Date of report: 14 Feb 2020
Reported case interaction between
Cobicistat and Simvastatin

FLS Science

Drugs suspected to be involved in the DDI

Drug A
Cobicistat (Perpetrator)
Daily Dose
150
Dose adjustment performed
No
Administration Route
Oral
Start date
Unknown
End date
Unknown
Drug B
Simvastatin (Victim)
Daily Dose
Unknown
Dose adjustment performed
No
Administration Route
Oral
Start date
Unknown
End date
Unknown

Complete list of drugs taken by the patient

Antiretroviral treatment
Elvitegravir/Cobicistat/Emtricitabine/Tenofovir-AF
Complete list of all comedications taken by the patient, included that involved in the DDI
Simvastatin

Clinical case description

Gender
Male
Age
40
eGFR (mL/min)
>60
Liver function impairment
No
Description
A middle-aged HIV-infected homosexual patient consulted his treating physician because of progressive fatigue. His antiretroviral therapy (ART) regimen included indinavir (IDV), lamivudin (3TC) and stavudine (d4T) and his only co-medication was simvastatin.

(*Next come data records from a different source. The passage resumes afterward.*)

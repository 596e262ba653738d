use crate::ledger::process::process;
use crate::{error_handler, input, output};

use std::sync::mpsc;

/// Run a full session: parse operations from `input_stream`, apply them to
/// the ledger, report rejected rows and operations, and write the final
/// account summaries to `output_stream`.
pub fn run(input_stream: impl std::io::Read + Send + 'static, output_stream: impl std::io::Write) {
    let (operations, input_errors) = input::parse(input_stream);

    let (accounts_tx, accounts) = mpsc::channel();
    let transaction_errors = process(operations, accounts_tx);

    let reporters = error_handler::report(input_errors, transaction_errors);

    output::write(output_stream, accounts).expect("failed to write the session summary");

    for reporter in reporters {
        reporter.join().expect("an error reporter panicked");
    }
}

#[cfg(test)]
mod tests {
    use super::run;

    #[test]
    // A whole session, end to end: bad rows and rejected operations are
    // dropped, accepted operations shape the final balances.
    fn test_run() {
        let data = r#"account,holder,type,amount
1,Ada Lovelace,deposit,100.0
2,Grace Hopper,deposit,1000
a row that cannot be parsed
1,Ada Lovelace,withdrawal,30
2,Grace Hopper,withdrawal,600
2,Grace Hopper,withdrawal,500"#;
        let input = std::io::Cursor::new(data);
        let mut output = Vec::new();

        run(input, &mut output);

        let want = r#"account,branch,holder,balance,withdrawals
1,0001,Ada Lovelace,70.0,1
2,0001,Grace Hopper,500,1
"#;
        assert_eq!(want.to_string(), String::from_utf8(output).unwrap());
    }
}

His last CD4 cell count was 1033/μl and his HIV viral load had been suppressed for the previous 8 years. Physical examination revealed a diffuse maculopapular rash and scleral icterus. Blood tests showed markedly elevated transaminases [alanine aminotransferase (ALT) >1000 U/l, aspartate aminotransferase (AST) >1000 U/l], slightly elevated cholestasis parameters and a C-reactive protein of 61 mg/l. Hepatitis A virus (HAV) IgM and hepatitis C virus (HCV) antibody tests were both positive whereas hepatitis B virus (HBV) markers were negative. Testing of a previous stored serum sample secured the diagnoses of acute HAV and chronic HCV infections. To simplify the ART regimen, the treating physician proposed a switch to a single-tablet regimen including tenofovir alafenamide (TAF), emtricitabine (FTC), cobicistat (COBI) and elvitegravir (EVG). Two weeks later, the patient presented with increased fatigue, severe muscle pain and reported reduced micturition and a dark discoloration of the urine. Laboratory analyses showed severe renal dysfunction [estimated glomerular filtration rate (eGFR) 12 ml/min, potassium 6.1 mmol/l], very high transaminases (ALT > 2279 U/L, AST > 5193 U/L) and creatinine-kinase above 200 000 U/l. The patient was diagnosed with rhabdomyolysis and secondary acute renal failure and referred for dialysis. After discontinuation of ART and simvastatin, creatinine-kinase and transaminase levels decreased rapidly so that, after 2 months, dialysis was no longer needed. This case was published by Perrone C and colleasgues in AIDS. 2018 Mar 13;32(5):676-678. doi: 10.1097/QAD.0000000000001746

Outcome

Toxicity

Drug Interaction Probability Scale (DIPS)

Score
6 - Probable

Editorial Comment

Co-administration is contraindicated due to the potential for serious or life-threatening adverse reactions, such as myopathy, including rhabdomyolysis. Genvoya Summary of Product Characteristics, Gilead Sciences International Ltd, November 2015.